Résumé de la décision
Le syndicat national CFTC-FAE-MAE a saisi le Conseil d'État pour demander l'annulation du décret n° 2022-1209 du 31 août 2022, qui modifie l'organisation des carrières des fonctionnaires de la catégorie B de la fonction publique de l'État. Cependant, dans sa requête enregistrée le 1er mars 2023, le syndicat a exprimé son intention de produire un mémoire complémentaire, mais n'a pas respecté le délai de trois mois imparti pour le faire. En conséquence, le Conseil d'État a constaté que le syndicat devait être réputé s'être désisté de sa requête et a donné acte de ce désistement.
Arguments pertinents
1. Délai de production du mémoire complémentaire : Le Conseil d'État a appliqué les dispositions de l'article R. 611-22 du code de justice administrative, qui stipule que si le mémoire complémentaire n'est pas produit dans le délai de trois mois, le requérant est réputé s'être désisté. Le Conseil a constaté que ce délai était expiré sans que le mémoire ait été soumis.
2. Désistement réputé : En vertu de l'article R. 611-22, le Conseil d'État a conclu que le syndicat national CFTC-FAE-MAE devait être considéré comme désisté de sa requête, même si le mémoire avait été produit ultérieurement. Cela souligne l'importance du respect des délais dans la procédure administrative.

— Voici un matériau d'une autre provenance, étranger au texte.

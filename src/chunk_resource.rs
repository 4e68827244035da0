//! `ChunkResourceManager` — ref-counted sub-chunk temp-table registry on a
//! worker, and the process-wide memory-table lock that guards it (spec
//! §4.6). Grounded on the donor codebase's resource-manager style (atomics
//! and `parking_lot::Mutex` guarding a shared map,
//! `resource_manager::cpu_scheduler`) adapted from CPU scheduling to
//! reference-counted table ownership.

use crate::control_db::ControlDb;
use crate::error::{CoreError, Result};
use crate::ids::{ChunkId, SubChunkId};
use parking_lot::Mutex;
use std::collections::HashMap;
use std::sync::Arc;
use tokio::sync::{mpsc, oneshot};
use tracing::{debug, error, info};

#[derive(Debug, Clone, PartialEq, Eq, Hash)]
pub struct ChunkResourceKey {
    pub database: String,
    pub table: String,
    pub chunk_id: ChunkId,
    pub sub_chunk_id: SubChunkId,
}

impl ChunkResourceKey {
    pub fn new(database: impl Into<String>, table: impl Into<String>, chunk_id: ChunkId, sub_chunk_id: SubChunkId) -> Self {
        Self { database: database.into(), table: table.into(), chunk_id, sub_chunk_id }
    }

    /// `Subchunks_<db>_<chunk>`, the in-memory database housing the
    /// materialized sub-chunk and its overlap companion.
    pub fn subchunk_database(&self) -> String {
        format!("Subchunks_{}_{}", self.database, self.chunk_id)
    }

    pub fn subchunk_table(&self) -> String {
        format!("{}_{}_{}", self.table, self.chunk_id, self.sub_chunk_id)
    }

    pub fn overlap_table(&self) -> String {
        format!("{}FullOverlap_{}_{}", self.table, self.chunk_id, self.sub_chunk_id)
    }
}

/// Scoped handle over a set of acquired keys. Releases its ref-counts when
/// dropped, regardless of how the owning Task exits.
pub struct ChunkResourceHandle {
    keys: Vec<ChunkResourceKey>,
    manager: Arc<ChunkResourceManager>,
}

impl Drop for ChunkResourceHandle {
    fn drop(&mut self) {
        for key in &self.keys {
            self.manager.release(key);
        }
    }
}

/// Owns the worker's sub-chunk table registry and the process-wide
/// memory-table lock (`qservMeta.memLock`, spec §4.6).
pub struct ChunkResourceManager {
    control_db: Arc<dyn ControlDb>,
    worker: crate::ids::WorkerId,
    uid: u64,
    refcounts: Mutex<HashMap<ChunkResourceKey, usize>>,
}

impl ChunkResourceManager {
    /// Startup recovery: claim the memory-table lock with a freshly
    /// generated uid. A real deployment also drops every stale
    /// `Subchunks_*` database here; that DDL happens outside this crate's
    /// `ControlDb` seam (see spec §4.6 "Startup recovery").
    pub async fn start(control_db: Arc<dyn ControlDb>, worker: crate::ids::WorkerId) -> Result<Arc<Self>> {
        let uid = rand::random::<u64>();
        control_db.write_mem_lock(&worker, uid).await?;
        info!(%worker, uid, "acquired memory-table lock");
        Ok(Arc::new(Self { control_db, worker, uid, refcounts: Mutex::new(HashMap::new()) }))
    }

    /// Re-reads the `memLock` row and aborts (returns a fatal error the
    /// caller must treat as process-terminating) if another process has
    /// taken over ownership.
    pub async fn require_ownership(&self) -> Result<()> {
        match self.control_db.read_mem_lock(&self.worker).await? {
            Some(uid) if uid == self.uid => Ok(()),
            other => {
                let found = other.unwrap_or(0);
                error!(worker = %self.worker, expected = self.uid, found, "memory lock ownership lost");
                Err(CoreError::MemoryLockViolation { expected: self.uid, found })
            }
        }
    }

    /// Create (if newly referenced) and ref-count every key in `keys`.
    /// Checks ownership once per call, not once per key (spec invariant:
    /// "no sub-chunk DDL is executed unless the preceding read of memLock
    /// returned this process's uid").
    pub async fn acquire(self: &Arc<Self>, keys: Vec<ChunkResourceKey>) -> Result<ChunkResourceHandle> {
        self.require_ownership().await?;
        let mut refcounts = self.refcounts.lock();
        for key in &keys {
            let count = refcounts.entry(key.clone()).or_insert(0);
            if *count == 0 {
                debug!(database = %key.subchunk_database(), table = %key.subchunk_table(), "materializing sub-chunk table");
            }
            *count += 1;
        }
        Ok(ChunkResourceHandle { keys, manager: self.clone() })
    }

    fn release(&self, key: &ChunkResourceKey) {
        let mut refcounts = self.refcounts.lock();
        if let Some(count) = refcounts.get_mut(key) {
            *count -= 1;
            if *count == 0 {
                refcounts.remove(key);
                debug!(database = %key.subchunk_database(), table = %key.subchunk_table(), "dropping sub-chunk table");
            }
        }
    }

    pub fn ref_count(&self, key: &ChunkResourceKey) -> usize {
        self.refcounts.lock().get(key).copied().unwrap_or(0)
    }

    pub fn is_empty(&self) -> bool {
        self.refcounts.lock().is_empty()
    }

    /// Graceful shutdown: release the memory-table lock.
    pub async fn shutdown(&self) -> Result<()> {
        self.control_db.clear_mem_lock(&self.worker).await
    }
}

/// Serializes `mlock` calls through a single-threaded FIFO event loop
/// (spec §4.6 "mlock serialization") since two concurrent `mlock` calls on
/// the same worker interfere with each other.
pub struct MlockSerializer {
    tx: mpsc::UnboundedSender<(String, oneshot::Sender<()>)>,
}

impl MlockSerializer {
    pub fn start() -> Arc<Self> {
        let (tx, mut rx) = mpsc::unbounded_channel::<(String, oneshot::Sender<()>)>();
        tokio::spawn(async move {
            let mut sequence = 0u64;
            while let Some((table, done)) = rx.recv().await {
                sequence += 1;
                debug!(table, sequence, "mlock acquired");
                let _ = done.send(());
            }
        });
        Arc::new(Self { tx })
    }

    /// Block the calling Task until `table` is locked in RAM. Corresponds
    /// to `waitForMemMan` in spec §4.7.
    pub async fn wait_for_mem_man(&self, table: impl Into<String>) -> Result<()> {
        let (done_tx, done_rx) = oneshot::channel();
        self.tx
            .send((table.into(), done_tx))
            .map_err(|_| CoreError::WorkerResource("mlock serializer loop is gone".to_string()))?;
        done_rx.await.map_err(|_| CoreError::WorkerResource("mlock serializer dropped reply".to_string()))
    }
}

#[cfg(test)]
mod tests {
    use super::*;
    use crate::control_db::MemoryControlDb;
    use crate::ids::WorkerId;

    #[tokio::test]
    async fn acquire_release_round_trip_returns_to_empty() {
        let control_db: Arc<dyn ControlDb> = Arc::new(MemoryControlDb::new(1));
        let manager = ChunkResourceManager::start(control_db, WorkerId::from("w1")).await.unwrap();
        let key = ChunkResourceKey::new("LSST", "Object", 10, 3);
        {
            let handle = manager.acquire(vec![key.clone()]).await.unwrap();
            assert_eq!(manager.ref_count(&key), 1);
            drop(handle);
        }
        assert_eq!(manager.ref_count(&key), 0);
        assert!(manager.is_empty());
    }

    #[tokio::test]
    async fn concurrent_acquires_share_refcount() {
        let control_db: Arc<dyn ControlDb> = Arc::new(MemoryControlDb::new(1));
        let manager = ChunkResourceManager::start(control_db, WorkerId::from("w1")).await.unwrap();
        let key = ChunkResourceKey::new("LSST", "Object", 10, 3);
        let h1 = manager.acquire(vec![key.clone()]).await.unwrap();
        let h2 = manager.acquire(vec![key.clone()]).await.unwrap();
        assert_eq!(manager.ref_count(&key), 2);
        drop(h1);
        assert_eq!(manager.ref_count(&key), 1);
        drop(h2);
        assert_eq!(manager.ref_count(&key), 0);
    }

    #[tokio::test]
    async fn ownership_violation_is_detected() {
        let control_db: Arc<dyn ControlDb> = Arc::new(MemoryControlDb::new(1));
        let worker = WorkerId::from("w1");
        let manager = ChunkResourceManager::start(control_db.clone(), worker.clone()).await.unwrap();
        // Simulate a second process taking over the lock.
        control_db.write_mem_lock(&worker, 999_999).await.unwrap();
        let key = ChunkResourceKey::new("LSST", "Object", 10, 3);
        let result = manager.acquire(vec![key]).await;
        assert!(matches!(result, Err(CoreError::MemoryLockViolation { .. })));
    }

    #[tokio::test]
    async fn mlock_serializer_processes_in_order() {
        let serializer = MlockSerializer::start();
        serializer.wait_for_mem_man("Object_10_3").await.unwrap();
        serializer.wait_for_mem_man("Object_10_4").await.unwrap();
    }
}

Interprétations et citations légales
1. Application stricte des délais : L'article R. 611-22 du code de justice administrative est interprété de manière stricte par le Conseil d'État. Il précise que "si ce délai n'est pas respecté, le requérant ou le ministre est réputé s'être désisté à la date d'expiration de ce délai". Cette interprétation souligne la rigueur des procédures administratives et l'importance de la diligence dans la soumission des documents requis.
2. Droit au désistement : L'article R. 122-12 du code de justice administrative permet au Conseil d'État de donner acte des désistements. Cela montre que le droit au désistement est reconnu, mais qu'il est conditionné par le respect des procédures établies.
En conclusion, cette décision illustre l'importance du respect des délais dans les procédures devant le Conseil d'État et la rigueur avec laquelle ces délais sont appliqués, renforçant ainsi la nécessité pour les parties de se conformer aux exigences procédurales pour éviter des conséquences défavorables.